The study included 52 participants diagnosed with LLMDs and 47 healthy controls. It utilized positron emission tomography (PET) imaging to assess brain pathology, revealing that approximately 50% of LLMD participants exhibited tau accumulation compared to only 15% of the control group. Furthermore, the prevalence of amyloid deposits was significantly higher among those with LLMDs, with 28.8% showing detectable amyloid compared to just 2% in the control group.

Dr. Takahata emphasized the clinical implications of these findings, stating, "Our results support the evidence that neurodegenerative diseases can initially manifest as psychiatric symptoms, rather than cognitive decline alone." This assertion aligns with previous studies, including one by Dr. Agnès Singh-Manoux published in JAMA Psychiatry in 2017, which indicated that depressive symptoms could precede dementia-related cognitive disorders by as much as 28 years.

The study also stratified results by specific mood disorders, finding that 60% of participants with late-life depression and 40.5% with late-life bipolar disorder exhibited tau accumulation. Autopsy analysis of 208 cases further corroborated these findings, showing a higher prevalence of tau-related pathologies among individuals who had experienced late-life mood disorders.

Moreover, researchers noted that tau accumulation was concentrated in the frontal regions of the brain, areas crucial for emotional regulation and cognitive function. This suggests a potential neurological mechanism linking mood disorders to cognitive decline. Notably, mood symptoms were observed to precede any cognitive or motor symptoms associated with dementia by an average of 7.3 years.
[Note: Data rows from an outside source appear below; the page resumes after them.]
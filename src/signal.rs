//! Minimal single-value observable.
//!
//! A [`Signal`] stores a value and an ordered list of listeners. Storing a value never
//! notifies on its own: whoever calls [`Signal::set`] decides whether and when to call
//! [`Signal::notify_listeners`]. The [crate::manager::MetadataManager] relies on this to
//! hydrate a consumer's signal on subscribe without echoing, and to control fan-out order.

use crate::error::MetaBindError;
use parking_lot::Mutex;
use std::{
    fmt,
    sync::{
        atomic::{AtomicU64, Ordering},
        Arc,
    },
};

pub type ListenerFn<T> = dyn Fn(&T) -> Result<(), MetaBindError> + Send + Sync;

/// Handle returned by [`Signal::register_listener`], used to unregister it again.
#[derive(Debug, Clone, Copy, PartialEq, Eq, Hash, PartialOrd, Ord)]
pub struct ListenerId(u64);

struct Listener<T> {
    id: ListenerId,
    callback: Arc<ListenerFn<T>>,
}

impl<T> Clone for Listener<T> {
    fn clone(&self) -> Self {
        Listener {
            id: self.id,
            callback: self.callback.clone(),
        }
    }
}

struct SignalInner<T> {
    value: Mutex<T>,
    listeners: Mutex<Vec<Listener<T>>>,
    next_id: AtomicU64,
}

/// Shared handle; clones observe the same value and listeners.
pub struct Signal<T> {
    inner: Arc<SignalInner<T>>,
}

impl<T> Clone for Signal<T> {
    fn clone(&self) -> Self {
        Signal {
            inner: self.inner.clone(),
        }
    }
}

impl<T: Default> Default for Signal<T> {
    fn default() -> Self {
        Signal::new(T::default())
    }
}

impl<T: fmt::Debug> fmt::Debug for Signal<T> {
    fn fmt(&self, f: &mut fmt::Formatter<'_>) -> fmt::Result {
        f.debug_struct("Signal")
            .field("value", &*self.inner.value.lock())
            .field("listeners", &self.inner.listeners.lock().len())
            .finish()
    }
}

impl<T> Signal<T> {
    pub fn new(value: T) -> Self {
        Signal {
            inner: Arc::new(SignalInner {
                value: Mutex::new(value),
                listeners: Mutex::new(Vec::new()),
                next_id: AtomicU64::new(0),
            }),
        }
    }

    /// Store a new value. Does not notify.
    pub fn set(&self, value: T) {
        *self.inner.value.lock() = value;
    }

    /// Store `value` unless it equals the current one. Returns whether it was stored.
    pub fn set_if_changed(&self, value: T) -> bool
    where
        T: PartialEq,
    {
        let mut current = self.inner.value.lock();
        if *current == value {
            return false;
        }
        *current = value;
        true
    }

    pub fn register_listener<F>(&self, callback: F) -> ListenerId
    where
        F: Fn(&T) -> Result<(), MetaBindError> + Send + Sync + 'static,
    {
        let id = ListenerId(self.inner.next_id.fetch_add(1, Ordering::Relaxed));
        self.inner.listeners.lock().push(Listener {
            id,
            callback: Arc::new(callback),
        });
        id
    }

    /// Returns false if the listener was not registered.
    pub fn unregister_listener(&self, id: ListenerId) -> bool {
        let mut listeners = self.inner.listeners.lock();
        let before = listeners.len();
        listeners.retain(|l| l.id != id);
        listeners.len() != before
    }

    pub fn unregister_all(&self) {
        self.inner.listeners.lock().clear();
    }

    pub fn listener_count(&self) -> usize {
        self.inner.listeners.lock().len()
    }
}

impl<T: Clone> Signal<T> {
    pub fn get(&self) -> T {
        self.inner.value.lock().clone()
    }

    /// Run every listener, in registration order, with the current value.
    ///
    /// Listeners run on a snapshot of the list with no lock held, so a listener may
    /// register, unregister or set this signal. A failing listener is logged and the
    /// remaining listeners still run.
    pub fn notify_listeners(&self) {
        let value = self.get();
        let listeners: Vec<Listener<T>> = self.inner.listeners.lock().clone();
        for listener in listeners.iter() {
            if let Err(e) = (listener.callback)(&value) {
                tracing::warn!("Signal listener {:?} failed: {e}", listener.id);
            }
        }
    }
}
The implications of this research extend beyond academic inquiry; they suggest new avenues for early detection and intervention strategies for LLMDs. According to Dr. Kurose, the tracer molecules used in PET imaging could act as biomarkers for identifying individuals at risk of developing neurodegenerative diseases, paving the way for potential disease-modifying treatments targeting tau pathologies.

Despite the promising findings, the study also highlights the need for further research to clarify the biological mechanisms connecting LLMDs with neurodegenerative diseases, particularly for conditions like late-life bipolar disorder that have been less studied in this context. Dr. Takahata and his team concluded that future research should focus on longitudinal imaging studies to refine diagnostic and therapeutic approaches for individuals suffering from late-life mood disorders.

This research marks a significant step forward in understanding the complex interplay between psychiatric conditions and neurodegenerative diseases, potentially transforming how clinicians approach treatment and early intervention for older adults experiencing mood disorders.